WASHINGTON, Feb 27 (Reuters) – U.S. producer prices accelerated in January, with the cost of goods outside food and energy increasing by the most in more than 3-1/2 years as businesses passed on import tariffs and raised prices at the start of the year.
The stronger-than-expected increase in the Producer Price Index reported by the Labor Department on Friday reinforced economists’ expectations that the Federal Reserve would not resume cutting interest rates before June.
The PPI was boosted by a widening in margins, including for professional and commercial equipment wholesaling as well as apparel, footwear, and accessories retailing. Some components, including domestic airfares and healthcare, which go into the calculation of the Personal Consumption Expenditures price indexes, the inflation measures tracked by the U.S. central bank for its 2% target, increased solidly last month.
Economists continued to expect that the so-called core PCE inflation, excluding the volatile food and energy components, maintained a strong pace of increase in January.
“Wider margins for producers could add some upside for consumer costs in coming months as firms pass along higher costs for services,” said Ben Ayers, senior economist at Nationwide. “Given still-buoyant core inflation and the recent firming of job gains, we expect the Fed to remain on pause during its upcoming March meeting.”

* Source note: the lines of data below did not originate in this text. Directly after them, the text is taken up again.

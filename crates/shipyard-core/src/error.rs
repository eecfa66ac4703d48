use std::path::PathBuf;
use thiserror::Error;

#[derive(Error, Debug)]
pub enum ConfigError {
    #[error("config file not found: {0}\nhint: run from the directory holding shipyard.yaml or pass --config")]
    NotFound(PathBuf),

    #[error("failed to parse {path}: {message}")]
    Parse { path: PathBuf, message: String },

    #[error("invalid config: {0}")]
    Validation(String),

    #[error("missing credential: set {0}")]
    MissingCredential(String),

    #[error("IO error: {0}")]
    Io(#[from] std::io::Error),
}

#[derive(Error, Debug)]
pub enum ManifestError {
    #[error("template {template} failed to render: {message}")]
    Render { template: String, message: String },

    #[error("template registration failed: {0}")]
    Load(String),
}

pub type Result<T> = std::result::Result<T, ConfigError>;
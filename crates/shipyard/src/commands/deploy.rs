use crate::progress::ConsoleProgress;
use crate::runtime;
use colored::Colorize;
use shipyard_deploy::{RunContext, deploy_pipeline};
use std::path::Path;

/// Exit status after Ctrl-C
const EXIT_INTERRUPTED: i32 = 130;

pub async fn handle(config_path: &Path, branch: Option<&str>, build_dir: &Path) -> anyhow::Result<()> {
    let config = runtime::load_config(config_path, branch)?;
    let app = config.application.name.clone();
    println!("{}", format!("Deploying {}...", app).blue());

    let cancel = runtime::cancel_on_ctrl_c();
    let env = runtime::build_env(config, build_dir, cancel).await?;
    println!("  provider: {}", env.provider.name().cyan());

    let progress = ConsoleProgress::new();
    let mut ctx = RunContext::new();
    let outcome = deploy_pipeline().run(&env, &mut ctx, &progress).await;

    if let Err(e) = outcome {
        eprintln!();
        if e.is_cancelled() {
            eprintln!("{}", format!("✗ Deploy interrupted during {}", e.step).yellow().bold());
            std::process::exit(EXIT_INTERRUPTED);
        }
        eprintln!("{}", "✗ Deploy failed".red().bold());
        eprintln!("  {}", e.to_string().red());
        eprintln!("  Fix the cause and run the deploy again; finished steps are skipped.");
        std::process::exit(1);
    }

    progress.print_summary(&format!("Deployed {}", app));
    for worker in &ctx.skipped_workers {
        println!(
            "  {} {} never joined the cluster and runs nothing",
            "⚠".yellow(),
            worker
        );
    }
    for tunnel in &ctx.tunnels {
        println!(
            "  {} {} → https://{}",
            "✓".green(),
            tunnel.service_name,
            tunnel.hostname.cyan()
        );
    }
    if let Ok(ip) = ctx.main_server_ip() {
        println!("  master: {}", ip);
    }
    Ok(())
}
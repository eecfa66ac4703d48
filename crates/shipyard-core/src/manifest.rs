//! Kubernetes manifest rendering
//!
//! Manifests are Tera templates compiled into the binary. Every free-form
//! value goes through `json_encode` so the output stays valid YAML whatever
//! the input contains.

use crate::error::ManifestError;
use crate::naming::{ERROR_BACKEND_NAME, ERROR_HEADER, NODE_LABEL, REGISTRY_NAME, REGISTRY_NODE_PORT};
use serde::Serialize;
use std::collections::BTreeMap;
use tera::{Context, Tera};
use tracing::debug;

pub type Result<T> = std::result::Result<T, ManifestError>;

const TEMPLATES: &[(&str, &str)] = &[
    ("app-secret.yaml", include_str!("../templates/app-secret.yaml")),
    ("app-deployment.yaml", include_str!("../templates/app-deployment.yaml")),
    ("app-service.yaml", include_str!("../templates/app-service.yaml")),
    ("app-ingress.yaml", include_str!("../templates/app-ingress.yaml")),
    ("db-statefulset.yaml", include_str!("../templates/db-statefulset.yaml")),
    ("service-deployment.yaml", include_str!("../templates/service-deployment.yaml")),
    ("cloudflared.yaml", include_str!("../templates/cloudflared.yaml")),
    ("registry.yaml", include_str!("../templates/registry.yaml")),
    ("error-backend.yaml", include_str!("../templates/error-backend.yaml")),
    ("cloud-init.yaml", include_str!("../templates/cloud-init.yaml")),
];

#[derive(Debug, Clone, Serialize)]
pub struct SecretManifest {
    pub name: String,
    pub data: BTreeMap<String, String>,
}

#[derive(Debug, Clone, Serialize)]
pub struct Resources {
    pub request_memory: String,
    pub request_cpu: String,
    pub limit_memory: String,
    pub limit_cpu: String,
}

impl Default for Resources {
    fn default() -> Self {
        Self {
            request_memory: "128Mi".to_string(),
            request_cpu: "100m".to_string(),
            limit_memory: "512Mi".to_string(),
            limit_cpu: "500m".to_string(),
        }
    }
}

#[derive(Debug, Clone, Serialize)]
pub struct Probe {
    pub path: String,
    pub port: u16,
    pub initial_delay: u32,
    pub period: u32,
    pub timeout: u32,
    pub failure_threshold: u32,
}

impl Probe {
    pub fn readiness(path: &str, port: u16) -> Self {
        Self {
            path: path.to_string(),
            port,
            initial_delay: 10,
            period: 10,
            timeout: 5,
            failure_threshold: 3,
        }
    }

    pub fn liveness(path: &str, port: u16) -> Self {
        Self {
            path: path.to_string(),
            port,
            initial_delay: 30,
            period: 30,
            timeout: 10,
            failure_threshold: 5,
        }
    }
}

#[derive(Debug, Clone, Serialize)]
pub struct HostPathMount {
    pub name: String,
    pub mount_path: String,
    pub host_path: String,
}

/// App workload; `port: None` renders the worker variant
#[derive(Debug, Clone, Serialize)]
pub struct AppManifest {
    pub name: String,
    pub image: String,
    pub replicas: u32,
    pub port: Option<u16>,
    pub command: Option<String>,
    pub secret_name: String,
    pub servers: Vec<String>,
    pub resources: Resources,
    pub readiness: Option<Probe>,
    pub liveness: Option<Probe>,
    pub volumes: Vec<HostPathMount>,
}

#[derive(Debug, Clone, Serialize)]
pub struct ServicePortManifest {
    pub name: String,
    pub port: u16,
}

#[derive(Debug, Clone, Serialize)]
pub struct IngressManifest {
    pub name: String,
    pub host: String,
    pub port: u16,
}

#[derive(Debug, Clone, Serialize)]
pub struct DatabaseManifest {
    pub name: String,
    pub adapter: String,
    pub image: String,
    pub port: u16,
    pub secret_name: String,
    pub data_path: String,
    pub storage_size: String,
    pub servers: Vec<String>,
    pub host_path: Option<String>,
}

#[derive(Debug, Clone, Serialize)]
pub struct AuxServiceManifest {
    pub name: String,
    pub service: String,
    pub image: String,
    pub port: Option<u16>,
    pub command: Option<String>,
    pub env: BTreeMap<String, String>,
    pub servers: Vec<String>,
    pub volume: Option<HostPathMount>,
}

#[derive(Clone, Serialize)]
pub struct CloudflaredManifest {
    pub name: String,
    pub token: String,
}

impl std::fmt::Debug for CloudflaredManifest {
    fn fmt(&self, f: &mut std::fmt::Formatter<'_>) -> std::fmt::Result {
        f.debug_struct("CloudflaredManifest")
            .field("name", &self.name)
            .field("token", &"***")
            .finish()
    }
}

#[derive(Debug, Clone, Serialize)]
pub struct RegistryManifest {
    pub name: String,
    pub group: String,
    pub node_port: u16,
    pub storage_path: String,
}

impl RegistryManifest {
    /// Registry pinned to the nodes of the master group
    pub fn on(group: &str) -> Self {
        Self {
            name: REGISTRY_NAME.to_string(),
            group: group.to_string(),
            node_port: REGISTRY_NODE_PORT,
            storage_path: "/opt/shipyard/registry".to_string(),
        }
    }
}

#[derive(Debug, Clone, Serialize)]
pub struct ErrorBackendManifest {
    pub name: String,
    pub header: String,
}

impl Default for ErrorBackendManifest {
    fn default() -> Self {
        Self {
            name: ERROR_BACKEND_NAME.to_string(),
            header: ERROR_HEADER.to_string(),
        }
    }
}

#[derive(Debug, Clone, Serialize)]
pub struct CloudInit {
    pub user: String,
    pub ssh_public_key: String,
    pub volume_root: String,
}

/// Compiled manifest templates
pub struct Manifests {
    tera: Tera,
}

impl Manifests {
    pub fn new() -> Result<Self> {
        let mut tera = Tera::default();
        tera.add_raw_templates(TEMPLATES.iter().copied())
            .map_err(|e| ManifestError::Load(error_chain(&e)))?;
        Ok(Self { tera })
    }

    fn render<T: Serialize>(&self, template: &str, data: &T) -> Result<String> {
        let mut context = Context::from_serialize(data).map_err(|e| ManifestError::Render {
            template: template.to_string(),
            message: error_chain(&e),
        })?;
        context.insert("node_label", NODE_LABEL);

        let rendered = self
            .tera
            .render(template, &context)
            .map_err(|e| ManifestError::Render {
                template: template.to_string(),
                message: error_chain(&e),
            })?;
        debug!(template, bytes = rendered.len(), "Rendered manifest");
        Ok(rendered)
    }

    pub fn app_secret(&self, secret: &SecretManifest) -> Result<String> {
        self.render("app-secret.yaml", secret)
    }

    pub fn app_deployment(&self, app: &AppManifest) -> Result<String> {
        self.render("app-deployment.yaml", app)
    }

    pub fn app_service(&self, service: &ServicePortManifest) -> Result<String> {
        self.render("app-service.yaml", service)
    }

    pub fn ingress(&self, ingress: &IngressManifest) -> Result<String> {
        self.render("app-ingress.yaml", ingress)
    }

    pub fn database(&self, db: &DatabaseManifest) -> Result<String> {
        self.render("db-statefulset.yaml", db)
    }

    pub fn aux_service(&self, svc: &AuxServiceManifest) -> Result<String> {
        self.render("service-deployment.yaml", svc)
    }

    pub fn cloudflared(&self, tunnel: &CloudflaredManifest) -> Result<String> {
        self.render("cloudflared.yaml", tunnel)
    }

    pub fn registry(&self, registry: &RegistryManifest) -> Result<String> {
        self.render("registry.yaml", registry)
    }

    pub fn error_backend(&self, backend: &ErrorBackendManifest) -> Result<String> {
        self.render("error-backend.yaml", backend)
    }

    pub fn cloud_init(&self, init: &CloudInit) -> Result<String> {
        self.render("cloud-init.yaml", init)
    }
}

/// Tera hides the useful part of an error in its source chain
fn error_chain(e: &dyn std::error::Error) -> String {
    let mut details = vec![e.to_string()];
    let mut source = e.source();
    while let Some(err) = source {
        details.push(err.to_string());
        source = err.source();
    }
    details.join(": ")
}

The PPI for final demand rose 0.5% last month after advancing by a downwardly revised 0.4% in December, the Labor Department’s Bureau of Labor Statistics said. Economists polled by Reuters had forecast the PPI gaining 0.3% after a previously reported 0.5% increase in December.
In the 12 months through January, the PPI increased 2.9% after rising 3.0% in December. The moderation in the year-on-year producer inflation rate reflected last year’s high readings dropping out of the calculation. The report was delayed by the brief shutdown of the federal government early this month.
A 0.8% jump in services drove the rise in the monthly PPI, reflecting a 2.5% increase in trade services, which measure changes in margins received by wholesalers and retailers. Margins for professional and commercial equipment wholesaling surged 14.4%, indicating businesses were passing on tariffs.
Prices also rose for chemicals and allied products wholesaling, bundled wired telecommunications access services, health, beauty and optical goods retailing, and food and alcohol retailing. Transportation and warehousing services prices climbed 1.0%, but the cost of services less trade, transportation, and warehousing was unchanged.
TARIFF-RELATED PRICE INCREASES
“The problem last month appeared to be tariff-related,” said Paul Ashworth, chief North America economist at Capital Economics. “If we exclude trade and transportation, other core services prices were unchanged.”
The U.S. Supreme Court last Friday struck down President Donald Trump’s sweeping tariffs, which he had pursued under a law meant for use in national emergencies. However, Trump swiftly imposed a 10% global tariff for 150 days to replace some of the emergency duties, before raising the rate to 15%.
U.S. stocks opened lower. The dollar was steady against a basket of currencies. U.S. Treasury yields fell.
Within services, airline fares increased 2.6% and the cost of portfolio management fees rose 1.5%. Prices for physician care soared 0.8%, but the cost of hospital outpatient care fell 0.9% while inpatient care increased 0.2%. The wholesale cost of hotel and motel rooms decreased 4.1%. These are among the components that feed into the core PCE inflation.
Producer goods prices fell 0.3%, with the cost of energy declining 2.7% amid a 5.5% drop in gasoline. Wholesale food prices decreased 1.5%, pulled down by a 10.5% plunge in fresh fruits and melons. The Trump administration has rolled back some tariffs on fruit and vegetables, including bananas, to lower costs for consumers. Egg prices crashed 63.9%, but the cost of beef and veal increased 1.1%.
Excluding food and energy, goods prices vaulted 0.7%, the biggest gain since May 2022, after rising 0.4% in December. Core goods prices advanced 4.2% year-on-year, the largest gain since March 2023. Economists continued to believe that core PCE inflation increased by as much as 0.5% in January, which would translate to a year-on-year advance of 3.2%.
Core PCE inflation rose 0.4% in December and increased 3.0% year-on-year. The government will publish the delayed PCE inflation report for January on March 13.
“This report validates the pivot of the Fed away from labor market risks,” said Carl Weinberg, chief economist at High Frequency Economics. “Market participants who have not already marked down their expectations for Fed rate cuts this year will be busy adjusting their books today.”